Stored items

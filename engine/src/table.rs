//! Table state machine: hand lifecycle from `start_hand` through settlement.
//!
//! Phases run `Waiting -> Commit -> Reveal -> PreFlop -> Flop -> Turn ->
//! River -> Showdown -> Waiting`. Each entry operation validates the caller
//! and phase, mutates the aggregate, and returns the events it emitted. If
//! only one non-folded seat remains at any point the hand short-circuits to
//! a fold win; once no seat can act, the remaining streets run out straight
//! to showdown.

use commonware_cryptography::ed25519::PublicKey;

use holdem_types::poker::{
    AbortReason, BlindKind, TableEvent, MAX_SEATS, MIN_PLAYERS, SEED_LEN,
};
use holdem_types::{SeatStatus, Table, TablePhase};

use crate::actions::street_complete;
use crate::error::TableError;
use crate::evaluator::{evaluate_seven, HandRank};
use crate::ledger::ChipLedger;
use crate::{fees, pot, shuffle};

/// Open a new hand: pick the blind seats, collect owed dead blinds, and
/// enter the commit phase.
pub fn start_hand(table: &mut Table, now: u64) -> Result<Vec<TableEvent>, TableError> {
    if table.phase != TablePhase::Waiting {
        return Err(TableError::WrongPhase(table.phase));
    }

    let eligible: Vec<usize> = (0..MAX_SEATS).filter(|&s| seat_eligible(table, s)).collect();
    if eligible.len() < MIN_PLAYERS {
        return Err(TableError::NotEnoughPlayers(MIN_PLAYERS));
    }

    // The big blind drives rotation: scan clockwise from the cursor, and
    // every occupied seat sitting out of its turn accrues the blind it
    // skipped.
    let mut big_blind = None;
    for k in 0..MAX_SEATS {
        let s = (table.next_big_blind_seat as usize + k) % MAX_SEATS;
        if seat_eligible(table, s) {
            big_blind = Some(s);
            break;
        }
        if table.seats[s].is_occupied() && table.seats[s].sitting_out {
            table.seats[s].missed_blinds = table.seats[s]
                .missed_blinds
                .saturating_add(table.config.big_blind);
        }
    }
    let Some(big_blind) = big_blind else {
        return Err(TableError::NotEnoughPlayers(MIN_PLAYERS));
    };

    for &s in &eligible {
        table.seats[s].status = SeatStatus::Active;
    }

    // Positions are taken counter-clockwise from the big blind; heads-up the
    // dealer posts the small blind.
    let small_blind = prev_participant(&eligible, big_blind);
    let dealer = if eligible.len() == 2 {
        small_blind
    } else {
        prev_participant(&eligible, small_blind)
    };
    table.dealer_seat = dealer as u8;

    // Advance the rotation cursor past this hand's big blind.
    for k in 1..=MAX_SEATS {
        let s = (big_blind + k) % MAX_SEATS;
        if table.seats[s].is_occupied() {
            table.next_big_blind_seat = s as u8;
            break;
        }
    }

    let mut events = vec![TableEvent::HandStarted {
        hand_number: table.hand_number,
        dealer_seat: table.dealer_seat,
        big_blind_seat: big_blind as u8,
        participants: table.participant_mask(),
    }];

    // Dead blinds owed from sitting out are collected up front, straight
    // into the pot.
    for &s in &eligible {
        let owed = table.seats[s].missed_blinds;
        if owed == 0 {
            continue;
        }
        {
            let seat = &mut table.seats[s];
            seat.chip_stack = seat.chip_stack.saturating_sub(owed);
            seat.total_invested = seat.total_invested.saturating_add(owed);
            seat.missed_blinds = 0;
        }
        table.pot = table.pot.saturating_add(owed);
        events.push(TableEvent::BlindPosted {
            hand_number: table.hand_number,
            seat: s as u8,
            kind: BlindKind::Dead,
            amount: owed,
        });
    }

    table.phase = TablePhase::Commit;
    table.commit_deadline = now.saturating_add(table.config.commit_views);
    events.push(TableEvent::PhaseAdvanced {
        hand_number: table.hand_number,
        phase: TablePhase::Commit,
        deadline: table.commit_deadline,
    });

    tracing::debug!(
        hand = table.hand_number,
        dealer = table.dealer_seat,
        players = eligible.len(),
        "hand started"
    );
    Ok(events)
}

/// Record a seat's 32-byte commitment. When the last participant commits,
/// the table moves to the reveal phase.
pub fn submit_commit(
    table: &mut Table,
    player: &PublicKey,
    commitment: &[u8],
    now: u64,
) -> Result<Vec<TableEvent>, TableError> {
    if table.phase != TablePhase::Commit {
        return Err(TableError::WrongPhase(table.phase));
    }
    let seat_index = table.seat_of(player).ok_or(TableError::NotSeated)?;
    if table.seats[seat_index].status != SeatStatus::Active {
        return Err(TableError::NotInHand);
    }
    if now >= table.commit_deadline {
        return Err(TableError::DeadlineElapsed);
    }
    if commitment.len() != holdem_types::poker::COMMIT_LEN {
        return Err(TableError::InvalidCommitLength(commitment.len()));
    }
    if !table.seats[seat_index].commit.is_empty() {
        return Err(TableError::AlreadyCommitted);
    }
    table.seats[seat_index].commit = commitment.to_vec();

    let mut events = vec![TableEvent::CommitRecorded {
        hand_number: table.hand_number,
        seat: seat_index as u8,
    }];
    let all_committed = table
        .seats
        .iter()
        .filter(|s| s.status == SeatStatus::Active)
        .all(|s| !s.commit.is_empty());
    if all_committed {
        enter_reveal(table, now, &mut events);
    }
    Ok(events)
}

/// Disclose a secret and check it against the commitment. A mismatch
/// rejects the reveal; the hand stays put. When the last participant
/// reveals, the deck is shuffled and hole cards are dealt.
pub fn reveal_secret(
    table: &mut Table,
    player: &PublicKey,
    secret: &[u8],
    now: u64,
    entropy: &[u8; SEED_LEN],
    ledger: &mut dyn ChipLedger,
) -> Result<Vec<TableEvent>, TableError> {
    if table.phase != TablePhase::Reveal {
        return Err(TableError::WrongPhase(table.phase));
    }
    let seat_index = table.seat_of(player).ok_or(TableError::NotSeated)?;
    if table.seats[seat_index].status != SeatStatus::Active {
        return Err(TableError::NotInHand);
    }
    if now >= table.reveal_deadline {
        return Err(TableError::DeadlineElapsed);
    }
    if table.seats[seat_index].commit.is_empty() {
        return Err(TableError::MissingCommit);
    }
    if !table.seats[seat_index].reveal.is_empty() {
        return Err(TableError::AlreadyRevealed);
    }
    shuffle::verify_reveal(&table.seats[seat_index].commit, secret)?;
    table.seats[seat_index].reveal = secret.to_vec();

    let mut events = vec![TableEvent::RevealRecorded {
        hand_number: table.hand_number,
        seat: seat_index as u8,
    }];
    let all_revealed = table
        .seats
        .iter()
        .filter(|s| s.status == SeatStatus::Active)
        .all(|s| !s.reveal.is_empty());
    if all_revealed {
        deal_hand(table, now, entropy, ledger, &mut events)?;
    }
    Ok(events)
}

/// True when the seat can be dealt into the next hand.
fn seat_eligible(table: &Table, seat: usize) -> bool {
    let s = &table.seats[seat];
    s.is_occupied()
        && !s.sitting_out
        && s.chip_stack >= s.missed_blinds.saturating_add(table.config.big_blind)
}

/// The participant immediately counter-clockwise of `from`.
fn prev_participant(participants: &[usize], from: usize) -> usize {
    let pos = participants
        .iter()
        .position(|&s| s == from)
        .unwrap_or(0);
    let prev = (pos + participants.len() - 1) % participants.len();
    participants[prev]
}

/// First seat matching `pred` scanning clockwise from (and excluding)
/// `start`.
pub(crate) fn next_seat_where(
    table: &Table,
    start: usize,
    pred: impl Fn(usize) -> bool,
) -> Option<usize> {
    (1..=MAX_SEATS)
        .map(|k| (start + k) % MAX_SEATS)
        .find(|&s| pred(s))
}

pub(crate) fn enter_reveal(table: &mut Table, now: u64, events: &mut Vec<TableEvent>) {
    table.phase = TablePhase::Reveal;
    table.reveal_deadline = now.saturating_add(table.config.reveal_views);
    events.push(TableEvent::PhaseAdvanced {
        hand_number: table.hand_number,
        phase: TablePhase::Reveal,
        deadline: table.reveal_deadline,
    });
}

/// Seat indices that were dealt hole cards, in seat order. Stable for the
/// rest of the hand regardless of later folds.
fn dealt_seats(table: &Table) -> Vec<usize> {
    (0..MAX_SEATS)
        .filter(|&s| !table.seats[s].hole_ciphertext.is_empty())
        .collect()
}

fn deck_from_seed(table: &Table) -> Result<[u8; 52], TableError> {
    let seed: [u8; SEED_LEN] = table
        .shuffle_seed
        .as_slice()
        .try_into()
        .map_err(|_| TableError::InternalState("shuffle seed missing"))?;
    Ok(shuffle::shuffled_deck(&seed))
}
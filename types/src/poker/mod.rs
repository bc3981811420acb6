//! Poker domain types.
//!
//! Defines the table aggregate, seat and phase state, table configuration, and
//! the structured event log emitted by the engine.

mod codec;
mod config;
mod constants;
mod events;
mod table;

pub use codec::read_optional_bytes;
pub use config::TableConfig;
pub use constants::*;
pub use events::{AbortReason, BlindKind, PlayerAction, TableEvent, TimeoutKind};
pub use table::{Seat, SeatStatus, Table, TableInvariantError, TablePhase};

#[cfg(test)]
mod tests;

◆ **TASK GOAL**:
The reply should consist solely of the lines above from the one that has "return Err(TableError::MissingCommit);" through the one that has "fn prev_participant(participants: &[usize], from: usize)", reproduced exactly.

◆ **SOLUTION BELOW**:
        return Err(TableError::MissingCommit);
    }
    if !table.seats[seat_index].reveal.is_empty() {
        return Err(TableError::AlreadyRevealed);
    }
    shuffle::verify_reveal(&table.seats[seat_index].commit, secret)?;
    table.seats[seat_index].reveal = secret.to_vec();

    let mut events = vec![TableEvent::RevealRecorded {
        hand_number: table.hand_number,
        seat: seat_index as u8,
    }];
    let all_revealed = table
        .seats
        .iter()
        .filter(|s| s.status == SeatStatus::Active)
        .all(|s| !s.reveal.is_empty());
    if all_revealed {
        deal_hand(table, now, entropy, ledger, &mut events)?;
    }
    Ok(events)
}

/// True when the seat can be dealt into the next hand.
fn seat_eligible(table: &Table, seat: usize) -> bool {
    let s = &table.seats[seat];
    s.is_occupied()
        && !s.sitting_out
        && s.chip_stack >= s.missed_blinds.saturating_add(table.config.big_blind)
}

/// The participant immediately counter-clockwise of `from`.
fn prev_participant(participants: &[usize], from: usize) -> usize {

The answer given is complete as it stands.